Return the lines from the start of the data through the line with "pub async fn network_first(ctx: &Context, request: Request)". Include both of those lines and no others.

Entries shown:
- - - -
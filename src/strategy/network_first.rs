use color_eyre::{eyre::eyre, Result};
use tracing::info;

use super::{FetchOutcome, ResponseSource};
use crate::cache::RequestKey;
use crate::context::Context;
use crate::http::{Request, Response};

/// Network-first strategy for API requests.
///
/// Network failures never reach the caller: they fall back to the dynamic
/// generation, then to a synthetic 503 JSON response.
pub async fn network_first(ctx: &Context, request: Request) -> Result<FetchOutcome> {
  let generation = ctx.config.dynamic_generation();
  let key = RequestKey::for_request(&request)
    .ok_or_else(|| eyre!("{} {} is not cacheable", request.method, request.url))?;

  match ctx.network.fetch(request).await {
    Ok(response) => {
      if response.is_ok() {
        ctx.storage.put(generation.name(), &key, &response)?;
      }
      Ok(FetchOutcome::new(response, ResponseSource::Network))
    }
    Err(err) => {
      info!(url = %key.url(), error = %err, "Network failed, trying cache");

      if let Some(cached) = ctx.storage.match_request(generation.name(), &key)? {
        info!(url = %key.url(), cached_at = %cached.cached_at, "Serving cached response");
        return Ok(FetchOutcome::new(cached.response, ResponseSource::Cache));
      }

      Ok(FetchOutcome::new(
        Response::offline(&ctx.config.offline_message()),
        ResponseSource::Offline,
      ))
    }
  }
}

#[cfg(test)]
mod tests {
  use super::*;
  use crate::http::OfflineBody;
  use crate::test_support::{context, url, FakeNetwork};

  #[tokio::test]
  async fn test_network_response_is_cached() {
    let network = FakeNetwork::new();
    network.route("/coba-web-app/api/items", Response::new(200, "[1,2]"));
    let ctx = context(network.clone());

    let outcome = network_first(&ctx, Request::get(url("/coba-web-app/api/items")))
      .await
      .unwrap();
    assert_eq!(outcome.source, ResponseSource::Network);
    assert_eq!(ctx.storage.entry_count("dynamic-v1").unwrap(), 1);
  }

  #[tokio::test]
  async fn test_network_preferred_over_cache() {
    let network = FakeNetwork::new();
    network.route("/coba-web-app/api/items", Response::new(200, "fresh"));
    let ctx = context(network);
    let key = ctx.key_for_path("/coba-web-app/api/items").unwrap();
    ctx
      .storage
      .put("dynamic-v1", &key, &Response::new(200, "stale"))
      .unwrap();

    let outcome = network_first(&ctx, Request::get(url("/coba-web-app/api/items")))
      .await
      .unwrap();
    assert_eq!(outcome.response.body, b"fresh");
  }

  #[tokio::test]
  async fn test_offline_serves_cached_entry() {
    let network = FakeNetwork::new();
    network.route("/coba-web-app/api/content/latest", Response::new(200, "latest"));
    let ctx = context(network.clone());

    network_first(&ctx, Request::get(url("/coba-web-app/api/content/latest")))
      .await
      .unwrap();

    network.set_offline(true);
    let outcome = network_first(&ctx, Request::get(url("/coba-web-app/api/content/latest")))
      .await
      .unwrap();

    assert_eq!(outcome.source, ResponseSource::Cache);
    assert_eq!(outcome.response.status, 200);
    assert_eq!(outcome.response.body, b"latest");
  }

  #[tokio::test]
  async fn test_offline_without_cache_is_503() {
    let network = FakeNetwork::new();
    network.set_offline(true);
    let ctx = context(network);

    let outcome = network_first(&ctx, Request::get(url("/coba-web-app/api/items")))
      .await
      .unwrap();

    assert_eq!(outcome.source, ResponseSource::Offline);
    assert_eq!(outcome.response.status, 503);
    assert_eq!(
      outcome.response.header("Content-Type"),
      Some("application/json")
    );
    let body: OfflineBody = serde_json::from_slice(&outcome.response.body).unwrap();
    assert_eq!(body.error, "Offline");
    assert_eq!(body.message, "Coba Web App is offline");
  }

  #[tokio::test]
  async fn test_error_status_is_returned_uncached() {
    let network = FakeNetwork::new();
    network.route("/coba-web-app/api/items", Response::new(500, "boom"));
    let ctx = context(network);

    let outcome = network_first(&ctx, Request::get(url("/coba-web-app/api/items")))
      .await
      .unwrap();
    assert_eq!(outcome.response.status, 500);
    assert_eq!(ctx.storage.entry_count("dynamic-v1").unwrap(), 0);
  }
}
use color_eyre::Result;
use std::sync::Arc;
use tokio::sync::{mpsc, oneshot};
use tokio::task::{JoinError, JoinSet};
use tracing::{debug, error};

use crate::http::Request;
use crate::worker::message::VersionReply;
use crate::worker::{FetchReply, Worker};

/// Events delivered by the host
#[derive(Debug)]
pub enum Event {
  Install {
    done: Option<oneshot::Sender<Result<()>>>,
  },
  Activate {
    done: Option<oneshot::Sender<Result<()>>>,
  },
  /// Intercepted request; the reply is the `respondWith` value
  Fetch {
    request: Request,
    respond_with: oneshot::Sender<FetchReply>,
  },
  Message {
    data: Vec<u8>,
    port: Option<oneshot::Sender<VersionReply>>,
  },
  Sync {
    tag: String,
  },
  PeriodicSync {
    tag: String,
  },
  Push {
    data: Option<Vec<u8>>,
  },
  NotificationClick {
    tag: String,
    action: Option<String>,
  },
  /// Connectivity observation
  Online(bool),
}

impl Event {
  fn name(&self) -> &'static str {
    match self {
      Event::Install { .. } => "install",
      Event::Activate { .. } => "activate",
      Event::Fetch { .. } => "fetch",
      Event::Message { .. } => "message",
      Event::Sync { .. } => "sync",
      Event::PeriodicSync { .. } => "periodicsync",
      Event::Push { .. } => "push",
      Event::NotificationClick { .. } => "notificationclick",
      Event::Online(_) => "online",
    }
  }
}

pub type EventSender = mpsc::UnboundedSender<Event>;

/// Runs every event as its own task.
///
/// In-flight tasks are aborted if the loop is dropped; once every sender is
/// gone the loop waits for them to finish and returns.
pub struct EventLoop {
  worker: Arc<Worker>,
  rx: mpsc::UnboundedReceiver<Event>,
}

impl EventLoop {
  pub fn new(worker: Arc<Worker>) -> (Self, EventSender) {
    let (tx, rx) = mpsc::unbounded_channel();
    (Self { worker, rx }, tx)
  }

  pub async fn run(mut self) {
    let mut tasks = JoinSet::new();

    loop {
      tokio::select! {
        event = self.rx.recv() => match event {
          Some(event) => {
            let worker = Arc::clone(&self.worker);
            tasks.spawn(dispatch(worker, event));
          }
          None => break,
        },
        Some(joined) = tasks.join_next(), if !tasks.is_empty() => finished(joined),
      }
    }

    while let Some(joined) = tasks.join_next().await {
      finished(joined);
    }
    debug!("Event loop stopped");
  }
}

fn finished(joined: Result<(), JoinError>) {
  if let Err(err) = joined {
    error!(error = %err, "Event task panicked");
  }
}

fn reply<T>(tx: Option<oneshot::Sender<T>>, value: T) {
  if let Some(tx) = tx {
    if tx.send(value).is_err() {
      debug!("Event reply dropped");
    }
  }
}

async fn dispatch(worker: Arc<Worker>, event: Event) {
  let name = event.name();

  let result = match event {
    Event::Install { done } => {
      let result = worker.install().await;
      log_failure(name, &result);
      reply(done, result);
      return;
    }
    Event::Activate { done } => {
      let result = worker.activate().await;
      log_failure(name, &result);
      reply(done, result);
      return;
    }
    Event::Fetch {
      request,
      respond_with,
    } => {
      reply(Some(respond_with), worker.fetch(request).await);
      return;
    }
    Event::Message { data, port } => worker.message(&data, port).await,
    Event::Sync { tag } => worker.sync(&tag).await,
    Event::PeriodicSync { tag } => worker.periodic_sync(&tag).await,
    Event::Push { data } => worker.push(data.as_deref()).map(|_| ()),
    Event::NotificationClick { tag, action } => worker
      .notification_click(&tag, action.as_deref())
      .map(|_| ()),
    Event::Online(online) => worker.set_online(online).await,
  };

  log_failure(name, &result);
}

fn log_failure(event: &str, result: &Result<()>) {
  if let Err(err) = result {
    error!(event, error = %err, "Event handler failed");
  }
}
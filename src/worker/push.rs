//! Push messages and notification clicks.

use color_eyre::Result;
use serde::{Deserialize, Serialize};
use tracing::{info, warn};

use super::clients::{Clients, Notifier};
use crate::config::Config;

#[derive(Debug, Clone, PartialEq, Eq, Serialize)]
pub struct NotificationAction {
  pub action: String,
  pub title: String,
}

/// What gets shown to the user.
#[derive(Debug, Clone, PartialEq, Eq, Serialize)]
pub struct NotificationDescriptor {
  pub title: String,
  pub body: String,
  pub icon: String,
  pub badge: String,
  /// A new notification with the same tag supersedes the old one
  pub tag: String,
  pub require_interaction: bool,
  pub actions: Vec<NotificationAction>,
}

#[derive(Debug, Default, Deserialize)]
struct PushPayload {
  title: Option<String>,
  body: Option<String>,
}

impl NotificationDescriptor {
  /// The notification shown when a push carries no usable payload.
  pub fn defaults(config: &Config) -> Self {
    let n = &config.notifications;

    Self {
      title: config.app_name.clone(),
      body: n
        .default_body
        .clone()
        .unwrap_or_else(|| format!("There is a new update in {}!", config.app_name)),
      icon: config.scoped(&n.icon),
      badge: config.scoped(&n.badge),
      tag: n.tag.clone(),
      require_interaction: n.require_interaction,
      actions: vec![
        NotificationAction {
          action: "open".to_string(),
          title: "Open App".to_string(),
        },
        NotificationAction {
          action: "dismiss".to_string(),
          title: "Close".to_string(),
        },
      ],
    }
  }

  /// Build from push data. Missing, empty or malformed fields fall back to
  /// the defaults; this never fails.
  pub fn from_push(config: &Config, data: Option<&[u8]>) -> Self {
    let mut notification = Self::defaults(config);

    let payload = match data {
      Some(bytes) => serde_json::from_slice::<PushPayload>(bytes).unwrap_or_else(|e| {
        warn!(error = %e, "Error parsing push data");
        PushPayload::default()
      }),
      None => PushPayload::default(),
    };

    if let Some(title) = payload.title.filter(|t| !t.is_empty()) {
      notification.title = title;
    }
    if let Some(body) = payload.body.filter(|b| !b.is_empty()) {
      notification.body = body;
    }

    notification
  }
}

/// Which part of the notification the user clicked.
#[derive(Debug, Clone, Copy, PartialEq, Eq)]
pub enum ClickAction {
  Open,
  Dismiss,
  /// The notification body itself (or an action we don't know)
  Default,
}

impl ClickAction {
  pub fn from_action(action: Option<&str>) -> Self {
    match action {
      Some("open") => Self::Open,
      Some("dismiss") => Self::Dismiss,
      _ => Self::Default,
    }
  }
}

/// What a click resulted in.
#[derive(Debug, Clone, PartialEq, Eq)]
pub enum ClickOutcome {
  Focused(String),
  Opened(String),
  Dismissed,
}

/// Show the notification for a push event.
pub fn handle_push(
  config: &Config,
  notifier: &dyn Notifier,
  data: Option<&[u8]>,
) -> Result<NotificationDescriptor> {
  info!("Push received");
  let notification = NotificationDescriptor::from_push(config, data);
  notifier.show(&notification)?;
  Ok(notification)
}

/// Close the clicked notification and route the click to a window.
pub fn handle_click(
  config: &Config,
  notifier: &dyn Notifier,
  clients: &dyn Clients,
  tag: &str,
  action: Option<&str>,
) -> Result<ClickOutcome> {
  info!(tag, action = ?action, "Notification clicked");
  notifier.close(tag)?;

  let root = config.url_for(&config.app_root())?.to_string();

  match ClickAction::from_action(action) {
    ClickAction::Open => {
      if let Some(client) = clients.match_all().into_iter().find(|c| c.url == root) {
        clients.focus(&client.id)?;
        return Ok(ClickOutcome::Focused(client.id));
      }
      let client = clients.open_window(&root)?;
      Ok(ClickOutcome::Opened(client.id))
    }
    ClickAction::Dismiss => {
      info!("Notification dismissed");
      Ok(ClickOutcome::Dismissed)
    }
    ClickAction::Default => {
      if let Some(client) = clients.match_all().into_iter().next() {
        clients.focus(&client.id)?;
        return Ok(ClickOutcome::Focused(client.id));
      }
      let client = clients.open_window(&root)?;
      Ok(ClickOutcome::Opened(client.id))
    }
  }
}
- - - -
Output for this task:
filename src/strategy/network_first.rs
use color_eyre::{eyre::eyre, Result};
use tracing::info;

use super::{FetchOutcome, ResponseSource};
use crate::cache::RequestKey;
use crate::context::Context;
use crate::http::{Request, Response};

/// Network-first strategy for API requests.
///
/// Network failures never reach the caller: they fall back to the dynamic
/// generation, then to a synthetic 503 JSON response.
pub async fn network_first(ctx: &Context, request: Request) -> Result<FetchOutcome> {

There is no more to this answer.